However, the factors influencing the spatial and temporal patterns of winter
ecosystem respiration (Reco) of northern ecosystems are poorly
understood. For this reason, we analyzed eddy covariance flux data from 57
ecosystem sites ranging from ~35° N to ~70° N.
Deciduous forests were characterized by the highest winter Reco rates
(0.90 ± 0.39 g C m−2 d−1), when winter is defined as the
period during which daily air temperature remains below 0 °C. By
contrast, arctic wetlands had the lowest winter Reco rates (0.02 ±
0.02 g C m−2 d−1). Mixed forests, evergreen needle-leaved forests,
grasslands, croplands and boreal wetlands were characterized by intermediate
winter Reco rates (g C m−2 d−1) of 0.70(±0.33), 0.60(±0.38),
0.62(±0.43), 0.49(±0.22) and 0.27(±0.08),
respectively.
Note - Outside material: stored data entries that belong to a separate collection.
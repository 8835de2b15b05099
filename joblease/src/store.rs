//! Durable job state.
//!
//! A [`JobStore`] only persists; every decision about what to write is made by the caller.
//! [`JobStore::acquire_slot`] is the one place where the store calls back into that logic, via
//! [`SlotRequest::decide`], so the decision runs while the slot is locked.
//!
//! Conditional writes return `Ok(false)` when the job exists but is not in a state the write
//! applies to, and [`StoreError::JobNotFound`] when it does not exist at all.
//!
//! Use [`crate::test_suite!`] to check a new implementation against the expected behaviour.
use async_trait::async_trait;
use chrono::{DateTime, Utc};
use serde::{Deserialize, Serialize};
use thiserror::Error;

use crate::{
    job::{Job, JobId, Outcome},
    lock::SlotRequest,
};

pub mod memory;
#[doc(hidden)]
pub mod testing;

/// A per-item result persisted alongside the progress cursor.
#[derive(Debug, Clone, PartialEq, Serialize, Deserialize)]
pub struct ItemOutput {
    pub item: u64,
    pub output: serde_json::Value,
}

/// Everything one progress flush writes, applied atomically together with the heartbeat.
#[derive(Debug, Clone, PartialEq, Default)]
pub struct ProgressUpdate {
    pub completed_items: u64,
    /// The store keeps the larger of this and the stored cursor.
    pub last_completed_item: u64,
    /// `None` leaves the stored total untouched.
    pub total_items: Option<u64>,
    pub outputs: Vec<ItemOutput>,
}

/// What [`JobStore::acquire_slot`] did with the slot.
#[derive(Debug, Clone, PartialEq)]
pub enum SlotOutcome {
    /// A new pending job was inserted, after failing `reclaimed` if the previous holder was stale.
    Created { job: Job, reclaimed: Option<Job> },
    /// A live job already holds the slot.
    Conflict(Job),
    /// A resume was requested but the latest attempt is not a failure.
    NoFailedAttempt,
}

#[derive(Debug, Error)]
pub enum StoreError {
    #[error("Job not found: {0}")]
    JobNotFound(JobId),
    #[error("System in bad state")]
    BadState,
    #[error("Invalid job record: {0}")]
    InvalidRecord(String),
    #[error("Database error: {0}")]
    Database(#[source] Box<dyn std::error::Error + Send + Sync>),
}

#[cfg_attr(test, mockall::automock)]
#[async_trait]
pub trait JobStore: Send + Sync + 'static {
    /// Locks the `(resource_id, job_type)` slot, loads its latest attempt, applies
    /// [`SlotRequest::decide`] and releases the lock, all atomically.
    async fn acquire_slot(&self, request: &SlotRequest) -> Result<SlotOutcome, StoreError>;

    async fn get(&self, id: JobId) -> Result<Job, StoreError>;

    /// The most recently created attempt for the pair.
    async fn latest(&self, resource_id: &str, job_type: &str) -> Result<Option<Job>, StoreError>;

    /// Every attempt for the pair, oldest first.
    async fn attempts(&self, resource_id: &str, job_type: &str) -> Result<Vec<Job>, StoreError>;

    /// `pending -> running`, stamping `started_at` and `heartbeat_at`.
    async fn mark_running(&self, id: JobId, now: DateTime<Utc>) -> Result<bool, StoreError>;

    /// Moves `heartbeat_at` forward to `now` on a running job. Never moves it backwards.
    async fn touch(&self, id: JobId, now: DateTime<Utc>) -> Result<bool, StoreError>;

    /// Applies a [`ProgressUpdate`] to a running job and refreshes its heartbeat.
    async fn flush_progress(
        &self,
        id: JobId,
        update: &ProgressUpdate,
        now: DateTime<Utc>,
    ) -> Result<bool, StoreError>;

    /// Writes the terminal state. `Completed` applies only to a running job, `Failed` to a
    /// pending or running one.
    async fn finish(
        &self,
        id: JobId,
        outcome: &Outcome,
        now: DateTime<Utc>,
    ) -> Result<bool, StoreError>;

    /// Raises the cooperative cancellation flag on a job that is not terminal.
    async fn request_cancel(&self, id: JobId) -> Result<bool, StoreError>;

    /// Outputs recorded for a job, ordered by item.
    async fn item_outputs(&self, id: JobId) -> Result<Vec<ItemOutput>, StoreError>;
}
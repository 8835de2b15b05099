use async_trait::async_trait;
use chrono::{DateTime, Utc};
use joblease::{
    job::{Job, JobError, JobId, NewJob, Outcome},
    lock::{SlotAction, SlotRequest},
    store::{ItemOutput, JobStore, ProgressUpdate, SlotOutcome, StoreError},
};
use sqlx::{postgres::PgQueryResult, Postgres, Transaction};
use tracing::instrument;

use crate::{
    map_err, query,
    types::{to_column, to_count, JobRow, OutputRow},
    PgJobStore,
};

impl PgJobStore {
    /// `true` when an update touched the job. Otherwise tells a guarded no-op apart from a
    /// missing job.
    async fn handle_update(&self, result: PgQueryResult, job_id: JobId) -> Result<bool, StoreError> {
        match result.rows_affected() {
            0 => self.ensure_exists(job_id).await.map(|_| false),
            1 => Ok(true),
            _ => Err(StoreError::BadState),
        }
    }

    async fn ensure_exists(&self, job_id: JobId) -> Result<(), StoreError> {
        let (exists,): (bool,) = sqlx::query_as(query::JOB_EXISTS)
            .bind(i32::from(job_id))
            .fetch_one(&self.pool)
            .await
            .map_err(map_err)?;
        if exists {
            Ok(())
        } else {
            Err(StoreError::JobNotFound(job_id))
        }
    }

    async fn fail_active(
        tx: &mut Transaction<'_, Postgres>,
        job_id: JobId,
        error: &JobError,
        now: DateTime<Utc>,
    ) -> Result<Option<Job>, StoreError> {
        sqlx::query_as::<_, JobRow>(query::FAIL_ACTIVE_JOB)
            .bind(i32::from(job_id))
            .bind(now)
            .bind(error.kind.as_str())
            .bind(&error.message)
            .fetch_optional(&mut **tx)
            .await
            .map_err(map_err)?
            .map(Job::try_from)
            .transpose()
    }

    async fn insert_job(
        tx: &mut Transaction<'_, Postgres>,
        job: NewJob,
        now: DateTime<Utc>,
    ) -> Result<Job, StoreError> {
        let attempt = i32::try_from(job.attempt)
            .map_err(|_| StoreError::InvalidRecord(format!("attempt out of range: {}", job.attempt)))?;
        sqlx::query_as::<_, JobRow>(query::INSERT_JOB)
            .bind(&job.resource_id)
            .bind(&job.job_type)
            .bind(attempt)
            .bind(job.resumed_from.map(i32::from))
            .bind(now)
            .bind(
                job.total_items
                    .map(|total| to_column(total, "total_items"))
                    .transpose()?,
            )
            .bind(to_column(job.last_completed_item, "last_completed_item")?)
            .fetch_one(&mut **tx)
            .await
            .map_err(map_err)?
            .try_into()
    }
}

#[async_trait]
impl JobStore for PgJobStore {
    #[instrument(skip(self, request), fields(resource_id = %request.resource_id, job_type = %request.job_type))]
    async fn acquire_slot(&self, request: &SlotRequest) -> Result<SlotOutcome, StoreError> {
        let mut tx = self.pool.begin().await.map_err(map_err)?;

        sqlx::query(query::INSERT_SLOT)
            .bind(&request.resource_id)
            .bind(&request.job_type)
            .execute(&mut *tx)
            .await
            .map_err(map_err)?;
        sqlx::query(query::LOCK_SLOT)
            .bind(&request.resource_id)
            .bind(&request.job_type)
            .execute(&mut *tx)
            .await
            .map_err(map_err)?;

        let latest = sqlx::query_as::<_, JobRow>(query::SELECT_LATEST)
            .bind(&request.resource_id)
            .bind(&request.job_type)
            .fetch_optional(&mut *tx)
            .await
            .map_err(map_err)?
            .map(Job::try_from)
            .transpose()?;

        // Dropping the transaction without committing releases the slot lock.
        let outcome = match request.decide(latest.as_ref()) {
            SlotAction::Conflict => return latest.map(SlotOutcome::Conflict).ok_or(StoreError::BadState),
            SlotAction::NoFailedAttempt => return Ok(SlotOutcome::NoFailedAttempt),
            SlotAction::Create { reclaim, job } => {
                let reclaimed = match (reclaim, &latest) {
                    (Some(error), Some(latest)) => {
                        let reclaimed = Self::fail_active(&mut tx, latest.id, &error, request.now)
                            .await?
                            .ok_or(StoreError::BadState)?;
                        Some(reclaimed)
                    }
                    _ => None,
                };
                let job = Self::insert_job(&mut tx, job, request.now).await?;
                SlotOutcome::Created { job, reclaimed }
            }
        };

        tx.commit().await.map_err(map_err)?;
        Ok(outcome)
    }

    async fn get(&self, id: JobId) -> Result<Job, StoreError> {
        sqlx::query_as::<_, JobRow>(query::SELECT_JOB)
            .bind(i32::from(id))
            .fetch_optional(&self.pool)
            .await
            .map_err(map_err)?
            .ok_or(StoreError::JobNotFound(id))?
            .try_into()
    }

    async fn latest(&self, resource_id: &str, job_type: &str) -> Result<Option<Job>, StoreError> {
        sqlx::query_as::<_, JobRow>(query::SELECT_LATEST)
            .bind(resource_id)
            .bind(job_type)
            .fetch_optional(&self.pool)
            .await
            .map_err(map_err)?
            .map(Job::try_from)
            .transpose()
    }

    async fn attempts(&self, resource_id: &str, job_type: &str) -> Result<Vec<Job>, StoreError> {
        sqlx::query_as::<_, JobRow>(query::SELECT_ATTEMPTS)
            .bind(resource_id)
            .bind(job_type)
            .fetch_all(&self.pool)
            .await
            .map_err(map_err)?
            .into_iter()
            .map(Job::try_from)
            .collect()
    }

    async fn mark_running(&self, id: JobId, now: DateTime<Utc>) -> Result<bool, StoreError> {
        let result = sqlx::query(query::MARK_RUNNING)
            .bind(i32::from(id))
            .bind(now)
            .execute(&self.pool)
            .await
            .map_err(map_err)?;
        self.handle_update(result, id).await
    }

    async fn touch(&self, id: JobId, now: DateTime<Utc>) -> Result<bool, StoreError> {
        let result = sqlx::query(query::TOUCH)
            .bind(i32::from(id))
            .bind(now)
            .execute(&self.pool)
            .await
            .map_err(map_err)?;
        self.handle_update(result, id).await
    }

    async fn flush_progress(
        &self,
        id: JobId,
        update: &ProgressUpdate,
        now: DateTime<Utc>,
    ) -> Result<bool, StoreError> {
        let mut tx = self.pool.begin().await.map_err(map_err)?;

        let result = sqlx::query(query::FLUSH_PROGRESS)
            .bind(i32::from(id))
            .bind(to_column(update.completed_items, "completed_items")?)
            .bind(to_column(update.last_completed_item, "last_completed_item")?)
            .bind(
                update
                    .total_items
                    .map(|total| to_column(total, "total_items"))
                    .transpose()?,
            )
            .bind(now)
            .execute(&mut *tx)
            .await
            .map_err(map_err)?;
        if result.rows_affected() == 0 {
            drop(tx);
            return self.ensure_exists(id).await.map(|_| false);
        }

        for output in &update.outputs {
            sqlx::query(query::UPSERT_OUTPUT)
                .bind(i32::from(id))
                .bind(to_column(output.item, "item")?)
                .bind(&output.output)
                .execute(&mut *tx)
                .await
                .map_err(map_err)?;
        }

        tx.commit().await.map_err(map_err)?;
        Ok(true)
    }

    async fn finish(
        &self,
        id: JobId,
        outcome: &Outcome,
        now: DateTime<Utc>,
    ) -> Result<bool, StoreError> {
        match outcome {
            Outcome::Completed => {
                let result = sqlx::query(query::COMPLETE_JOB)
                    .bind(i32::from(id))
                    .bind(now)
                    .execute(&self.pool)
                    .await
                    .map_err(map_err)?;
                self.handle_update(result, id).await
            }
            Outcome::Failed(error) => {
                let mut tx = self.pool.begin().await.map_err(map_err)?;
                let failed = Self::fail_active(&mut tx, id, error, now).await?;
                tx.commit().await.map_err(map_err)?;
                match failed {
                    Some(_) => Ok(true),
                    None => self.ensure_exists(id).await.map(|_| false),
                }
            }
        }
    }

    async fn request_cancel(&self, id: JobId) -> Result<bool, StoreError> {
        let result = sqlx::query(query::REQUEST_CANCEL)
            .bind(i32::from(id))
            .execute(&self.pool)
            .await
            .map_err(map_err)?;
        self.handle_update(result, id).await
    }

    async fn item_outputs(&self, id: JobId) -> Result<Vec<ItemOutput>, StoreError> {
        self.ensure_exists(id).await?;
        sqlx::query_as::<_, OutputRow>(query::SELECT_OUTPUTS)
            .bind(i32::from(id))
            .fetch_all(&self.pool)
            .await
            .map_err(map_err)?
            .into_iter()
            .map(|row| {
                Ok(ItemOutput {
                    item: to_count(row.item, "item")?,
                    output: row.output,
                })
            })
            .collect()
    }
}

#[cfg(all(test, feature = "postgres-tests"))]
mod test {
    use sqlx::PgPool;

    use super::*;

    joblease::test_suite!(
        attr: sqlx::test,
        args: (pool: PgPool),
        store: PgJobStore::from_pool(pool).await.unwrap()
    );

    #[sqlx::test]
    async fn acquire_slot_creates_slot_row_once(pool: PgPool) {
        let store = PgJobStore::from_pool(pool).await.unwrap();
        let request = SlotRequest {
            resource_id: "book-1".to_owned(),
            job_type: "extract".to_owned(),
            intent: joblease::lock::Intent::Fresh,
            now: Utc::now(),
            policy: joblease::lock::StalenessPolicy::DEFAULT,
        };

        store.acquire_slot(&request).await.unwrap();
        store.acquire_slot(&request).await.unwrap();

        let (slots,): (i64,) = sqlx::query_as("SELECT COUNT(*) FROM joblease_slots")
            .fetch_one(&*store)
            .await
            .unwrap();
        assert_eq!(slots, 1);
    }
}
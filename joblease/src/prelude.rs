//! Brings the types needed to write and run workers into scope in one import.
//!
//! ```
//! # #![allow(unused_imports)]
//! use joblease::prelude::*;
//! ```
pub use crate::backoff::{BackoffStrategy, Jitter, Strategy};
pub use crate::classify::{ErrorClass, ErrorClassifier, UnitError, UnitErrorKind};
pub use crate::config::Config;
pub use crate::job::{ErrorKind, Job, JobError, JobId, JobStatus, StatusReport};
pub use crate::retry::RetryPolicy;
pub use crate::runner::{JobContext, JobHandle, Submission};
pub use crate::worker::{WorkError, Worker};
pub use crate::{Joblease, JobleaseError};
//! Where the next attempt of a failed lineage starts.
//!
//! Only flushed progress counts: a resumed attempt skips items up to and including the previous
//! attempt's durable `last_completed_item` and reprocesses everything after it, including any
//! item whose success was recorded but never flushed.
use serde::Serialize;

use crate::{
    job::{Job, JobId, JobStatus, NewJob},
    lock::JobLockService,
    store::StoreError,
};

#[derive(Debug, Clone, PartialEq, Eq, Serialize)]
pub struct ResumePlan {
    pub resource_id: String,
    pub job_type: String,
    /// The attempt being continued.
    pub previous: JobId,
    /// The attempt number the new job will carry.
    pub attempt: u32,
    /// Items at or before this cursor are skipped.
    pub resume_from: u64,
    pub total_items: Option<u64>,
}

impl ResumePlan {
    pub fn from_attempt(previous: &Job) -> Self {
        Self {
            resource_id: previous.resource_id.clone(),
            job_type: previous.job_type.clone(),
            previous: previous.id,
            attempt: previous.attempt.saturating_add(1),
            resume_from: previous.last_completed_item,
            total_items: previous.total_items,
        }
    }

    pub fn should_skip(&self, item: u64) -> bool {
        item <= self.resume_from
    }

    pub fn into_new_job(self) -> NewJob {
        NewJob {
            resource_id: self.resource_id,
            job_type: self.job_type,
            attempt: self.attempt,
            resumed_from: Some(self.previous),
            total_items: self.total_items,
            last_completed_item: self.resume_from,
        }
    }
}

/// Answers "where would a resume start?" without acquiring anything.
#[derive(Clone)]
pub struct ResumeCoordinator {
    lock: JobLockService,
}

impl ResumeCoordinator {
    pub fn new(lock: JobLockService) -> Self {
        Self { lock }
    }

    /// The plan a resume would follow right now, or `None` if there is nothing to resume.
    ///
    /// The latest attempt is resumable when it failed, or when it is still active but stale, since
    /// the acquire performed by the resume would reclaim it first.
    pub async fn plan_resume(
        &self,
        resource_id: &str,
        job_type: &str,
    ) -> Result<Option<ResumePlan>, StoreError> {
        let now = self.lock.now();
        let policy = self.lock.policy();
        Ok(self
            .lock
            .store()
            .latest(resource_id, job_type)
            .await?
            .filter(|job| job.status == JobStatus::Failed || policy.is_stale(job, now))
            .map(|job| ResumePlan::from_attempt(&job)))
    }
}

#[cfg(test)]
mod test {
    use std::sync::Arc;

    use assert_matches::assert_matches;
    use chrono::{TimeDelta, Utc};

    use super::*;
    use crate::{
        clock::ManualClock,
        job::{ErrorKind, JobError, Outcome},
        lock::{Acquisition, StalenessPolicy},
        store::{memory::InMemoryStore, JobStore, ProgressUpdate},
    };

    fn setup() -> (ManualClock, JobLockService) {
        let clock = ManualClock::default();
        let lock = JobLockService::new(
            Arc::new(InMemoryStore::new()),
            Arc::new(clock.clone()),
            StalenessPolicy::DEFAULT,
        );
        (clock, lock)
    }

    async fn running_job(lock: &JobLockService, cursor: u64) -> Job {
        let job = assert_matches!(
            lock.acquire("book-1", "extract").await,
            Ok(Acquisition::Acquired(job)) => job
        );
        lock.start(job.id).await.unwrap();
        let update = ProgressUpdate {
            completed_items: cursor,
            last_completed_item: cursor,
            total_items: Some(10),
            outputs: vec![],
        };
        assert!(lock
            .store()
            .flush_progress(job.id, &update, lock.now())
            .await
            .unwrap());
        lock.job(job.id).await.unwrap()
    }

    #[test]
    fn plan_skips_up_to_the_cursor() {
        let mut job = Job::raw_job(JobStatus::Failed, Utc::now());
        job.last_completed_item = 2;

        let plan = ResumePlan::from_attempt(&job);

        assert!(plan.should_skip(1));
        assert!(plan.should_skip(2));
        assert!(!plan.should_skip(3));
        assert_eq!(plan.attempt, 2);
    }

    #[tokio::test]
    async fn nothing_to_resume_on_an_empty_slot() {
        let (_, lock) = setup();
        let coordinator = ResumeCoordinator::new(lock);

        assert_eq!(coordinator.plan_resume("book-1", "extract").await.unwrap(), None);
    }

    #[tokio::test]
    async fn live_and_completed_jobs_are_not_resumable() {
        let (_, lock) = setup();
        let coordinator = ResumeCoordinator::new(lock.clone());
        let job = running_job(&lock, 3).await;

        assert_eq!(coordinator.plan_resume("book-1", "extract").await.unwrap(), None);

        lock.release(job.id, Outcome::Completed).await.unwrap();

        assert_eq!(coordinator.plan_resume("book-1", "extract").await.unwrap(), None);
    }

    #[tokio::test]
    async fn failed_attempt_resumes_from_its_cursor() {
        let (_, lock) = setup();
        let coordinator = ResumeCoordinator::new(lock.clone());
        let job = running_job(&lock, 4).await;
        let error = JobError::new(ErrorKind::UnitFatal, "bad page");
        lock.release(job.id, Outcome::Failed(error)).await.unwrap();

        let plan = coordinator
            .plan_resume("book-1", "extract")
            .await
            .unwrap()
            .unwrap();

        assert_eq!(plan.previous, job.id);
        assert_eq!(plan.resume_from, 4);
        assert_eq!(plan.total_items, Some(10));
    }

    #[tokio::test]
    async fn stale_running_attempt_is_resumable() {
        let (clock, lock) = setup();
        let coordinator = ResumeCoordinator::new(lock.clone());
        let job = running_job(&lock, 5).await;

        clock.advance(StalenessPolicy::DEFAULT.run_stale() + TimeDelta::seconds(1));

        let plan = coordinator
            .plan_resume("book-1", "extract")
            .await
            .unwrap()
            .unwrap();
        assert_eq!(plan.previous, job.id);
        assert_eq!(plan.resume_from, 5);
    }
}
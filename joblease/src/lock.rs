//! The job state machine.
//!
//! ```text
//! pending --start--> running --release(completed)--> completed
//!                    running --release(failed)-----> failed
//! pending --acquire reclaims stale----------------> failed
//! running --acquire reclaims stale----------------> failed
//! ```
//!
//! [`JobLockService`] is the only component that moves a job between states. Apart from
//! [`JobLockService::start`], every operation on a terminal job is a no-op rather than an error.
use std::sync::Arc;

use chrono::{DateTime, TimeDelta, Utc};
use thiserror::Error;
use tracing::instrument;

use crate::{
    clock::Clock,
    job::{ErrorKind, Job, JobError, JobId, JobStatus, NewJob, Outcome},
    resume::ResumePlan,
    store::{JobStore, SlotOutcome, StoreError},
};

/// How long an active job may go without a sign of life before it is considered dead.
///
/// One predicate covers both active states: a running job is measured from its last heartbeat
/// against `run_stale`, a pending job from its creation against `pending_stale`.
#[derive(Debug, Clone, Copy, PartialEq, Eq)]
pub struct StalenessPolicy {
    run_stale: TimeDelta,
    pending_stale: TimeDelta,
}

impl StalenessPolicy {
    pub const DEFAULT: Self = Self::new(TimeDelta::minutes(5), TimeDelta::minutes(2));

    pub const fn new(run_stale: TimeDelta, pending_stale: TimeDelta) -> Self {
        Self {
            run_stale,
            pending_stale,
        }
    }

    pub const fn with_run_stale(mut self, run_stale: TimeDelta) -> Self {
        self.run_stale = run_stale;
        self
    }

    pub const fn with_pending_stale(mut self, pending_stale: TimeDelta) -> Self {
        self.pending_stale = pending_stale;
        self
    }

    pub const fn run_stale(&self) -> TimeDelta {
        self.run_stale
    }

    pub const fn pending_stale(&self) -> TimeDelta {
        self.pending_stale
    }

    /// The staleness limit for a job in `status`. Terminal jobs have none.
    pub fn threshold(&self, status: JobStatus) -> Option<TimeDelta> {
        match status {
            JobStatus::Pending => Some(self.pending_stale),
            JobStatus::Running => Some(self.run_stale),
            JobStatus::Completed | JobStatus::Failed => None,
        }
    }

    /// The timestamp staleness is measured from.
    fn last_sign_of_life(job: &Job) -> DateTime<Utc> {
        match job.status {
            JobStatus::Running => job.heartbeat_at.or(job.started_at).unwrap_or(job.created_at),
            _ => job.created_at,
        }
    }

    pub fn is_stale(&self, job: &Job, now: DateTime<Utc>) -> bool {
        self.threshold(job.status)
            .is_some_and(|limit| now - Self::last_sign_of_life(job) > limit)
    }
}

impl Default for StalenessPolicy {
    fn default() -> Self {
        Self::DEFAULT
    }
}

/// Whether an acquire starts a new lineage or continues the latest failed attempt.
#[derive(Debug, Clone, Copy, PartialEq, Eq)]
pub enum Intent {
    Fresh,
    Resume,
}

/// A request for the `(resource_id, job_type)` slot, handed to [`JobStore::acquire_slot`].
#[derive(Debug, Clone, PartialEq)]
pub struct SlotRequest {
    pub resource_id: String,
    pub job_type: String,
    pub intent: Intent,
    pub now: DateTime<Utc>,
    pub policy: StalenessPolicy,
}

/// What a store must do with a locked slot.
#[derive(Debug, Clone, PartialEq)]
pub enum SlotAction {
    /// Leave the slot alone; the latest job is alive.
    Conflict,
    /// Fail the latest job with `reclaim` when set, then insert `job`.
    Create {
        reclaim: Option<JobError>,
        job: NewJob,
    },
    NoFailedAttempt,
}

impl SlotRequest {
    /// Decides the slot's fate from its latest attempt. Stores call this while holding the slot
    /// lock and apply the result in the same transaction.
    pub fn decide(&self, latest: Option<&Job>) -> SlotAction {
        let reclaim = match latest {
            Some(job) if job.is_active() => {
                if !self.policy.is_stale(job, self.now) {
                    return SlotAction::Conflict;
                }
                Some(JobError::new(
                    ErrorKind::ReclaimedStale,
                    format!("{} job {} stopped reporting and was reclaimed", job.status, job.id),
                ))
            }
            _ => None,
        };

        let job = match (self.intent, latest) {
            (Intent::Fresh, _) => NewJob::fresh(&self.resource_id, &self.job_type),
            (Intent::Resume, Some(previous))
                if previous.status == JobStatus::Failed || reclaim.is_some() =>
            {
                ResumePlan::from_attempt(previous).into_new_job()
            }
            (Intent::Resume, _) => return SlotAction::NoFailedAttempt,
        };

        SlotAction::Create { reclaim, job }
    }
}

#[derive(Debug, Clone, PartialEq)]
pub enum Acquisition {
    Acquired(Job),
    /// A live job already holds the slot. Not an error: the caller can poll or wait for it.
    Conflict { existing_job_id: JobId },
}

#[derive(Debug, Error)]
pub enum LockError {
    #[error("Invalid transition for {job_id} from {from}")]
    InvalidTransition { job_id: JobId, from: JobStatus },
    #[error("No failed attempt to resume for {resource_id}/{job_type}")]
    NoFailedAttempt {
        resource_id: String,
        job_type: String,
    },
    #[error(transparent)]
    Store(#[from] StoreError),
}

/// Owns the job state machine on top of a [`JobStore`].
#[derive(Clone)]
pub struct JobLockService {
    store: Arc<dyn JobStore>,
    clock: Arc<dyn Clock>,
    policy: StalenessPolicy,
}

impl JobLockService {
    pub fn new(store: Arc<dyn JobStore>, clock: Arc<dyn Clock>, policy: StalenessPolicy) -> Self {
        Self {
            store,
            clock,
            policy,
        }
    }

    pub fn now(&self) -> DateTime<Utc> {
        self.clock.now()
    }

    pub fn policy(&self) -> StalenessPolicy {
        self.policy
    }

    pub(crate) fn store(&self) -> &Arc<dyn JobStore> {
        &self.store
    }

    /// Creates a pending job for the pair, reclaiming a stale holder first.
    #[instrument(skip(self))]
    pub async fn acquire(&self, resource_id: &str, job_type: &str) -> Result<Acquisition, LockError> {
        self.acquire_slot(resource_id, job_type, Intent::Fresh).await
    }

    /// Like [`JobLockService::acquire`], but the new job continues the latest attempt, which must
    /// have failed (or be reclaimed as stale in this call).
    #[instrument(skip(self))]
    pub async fn acquire_resume(
        &self,
        resource_id: &str,
        job_type: &str,
    ) -> Result<Acquisition, LockError> {
        self.acquire_slot(resource_id, job_type, Intent::Resume).await
    }

    async fn acquire_slot(
        &self,
        resource_id: &str,
        job_type: &str,
        intent: Intent,
    ) -> Result<Acquisition, LockError> {
        let request = SlotRequest {
            resource_id: resource_id.to_owned(),
            job_type: job_type.to_owned(),
            intent,
            now: self.clock.now(),
            policy: self.policy,
        };
        match self.store.acquire_slot(&request).await? {
            SlotOutcome::Created { job, reclaimed } => {
                if let Some(reclaimed) = reclaimed {
                    tracing::warn!(
                        reclaimed_job_id = %reclaimed.id,
                        status = %reclaimed.status,
                        job_id = %job.id,
                        "Reclaimed stale job"
                    );
                }
                tracing::debug!(job_id = %job.id, attempt = job.attempt, "Created job");
                Ok(Acquisition::Acquired(job))
            }
            SlotOutcome::Conflict(existing) => {
                tracing::debug!(existing_job_id = %existing.id, "Slot held by live job");
                Ok(Acquisition::Conflict {
                    existing_job_id: existing.id,
                })
            }
            SlotOutcome::NoFailedAttempt => Err(LockError::NoFailedAttempt {
                resource_id: request.resource_id,
                job_type: request.job_type,
            }),
        }
    }

    /// `pending -> running`. Returns the job as it is after the transition.
    #[instrument(skip(self))]
    pub async fn start(&self, job_id: JobId) -> Result<Job, LockError> {
        if self.store.mark_running(job_id, self.clock.now()).await? {
            tracing::debug!("Job started");
            return Ok(self.store.get(job_id).await?);
        }
        let job = self.store.get(job_id).await?;
        Err(LockError::InvalidTransition {
            job_id,
            from: job.status,
        })
    }

    /// Refreshes the heartbeat of a running job. Returns `false`, without writing, when the job is
    /// not running.
    pub async fn heartbeat(&self, job_id: JobId) -> Result<bool, LockError> {
        let applied = self
            .store
            .touch(job_id, self.clock.now())
            .await
            .inspect_err(|err| tracing::error!(?err, %job_id, "Failed to write heartbeat"))?;
        if !applied {
            tracing::debug!(%job_id, "Ignoring heartbeat for job that is not running");
        }
        Ok(applied)
    }

    /// The only way a job reaches a terminal state outside of stale reclamation.
    ///
    /// Releasing a job that is already terminal leaves it untouched and succeeds.
    #[instrument(skip(self, outcome), fields(status = %outcome.status()))]
    pub async fn release(&self, job_id: JobId, outcome: Outcome) -> Result<(), LockError> {
        if self
            .store
            .finish(job_id, &outcome, self.clock.now())
            .await
            .inspect_err(|err| tracing::error!(?err, "Failed to write terminal state"))?
        {
            tracing::debug!("Job released");
            return Ok(());
        }

        let job = self.store.get(job_id).await?;
        if job.is_terminal() {
            tracing::warn!(current = %job.status, "Ignoring release of job that is already terminal");
            Ok(())
        } else {
            Err(LockError::InvalidTransition {
                job_id,
                from: job.status,
            })
        }
    }

    /// Raises the cooperative cancellation flag. Returns `false` when the job is already terminal.
    #[instrument(skip(self))]
    pub async fn request_cancel(&self, job_id: JobId) -> Result<bool, LockError> {
        let applied = self.store.request_cancel(job_id).await?;
        if applied {
            tracing::debug!("Cancellation requested");
        } else {
            tracing::debug!("Ignoring cancellation of terminal job");
        }
        Ok(applied)
    }

    pub async fn job(&self, job_id: JobId) -> Result<Job, LockError> {
        Ok(self.store.get(job_id).await?)
    }
}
Our cross site analysis showed that winter air (Tair) and
soil (Tsoil) temperature played a dominating role in determining the
spatial patterns of winter Reco in both forest and managed ecosystems
(grasslands and croplands). Besides temperature, the seasonal amplitude of
the leaf area index (LAI), inferred from satellite observation, or growing
season gross primary productivity, which we use here as a proxy for the
amount of recent carbon available for Reco in the subsequent winter,
played a marginal role in winter CO2 emissions from forest ecosystems.
We found that winter Reco sensitivity to temperature variation across
space (QS) was higher than the one over time (interannual, QT).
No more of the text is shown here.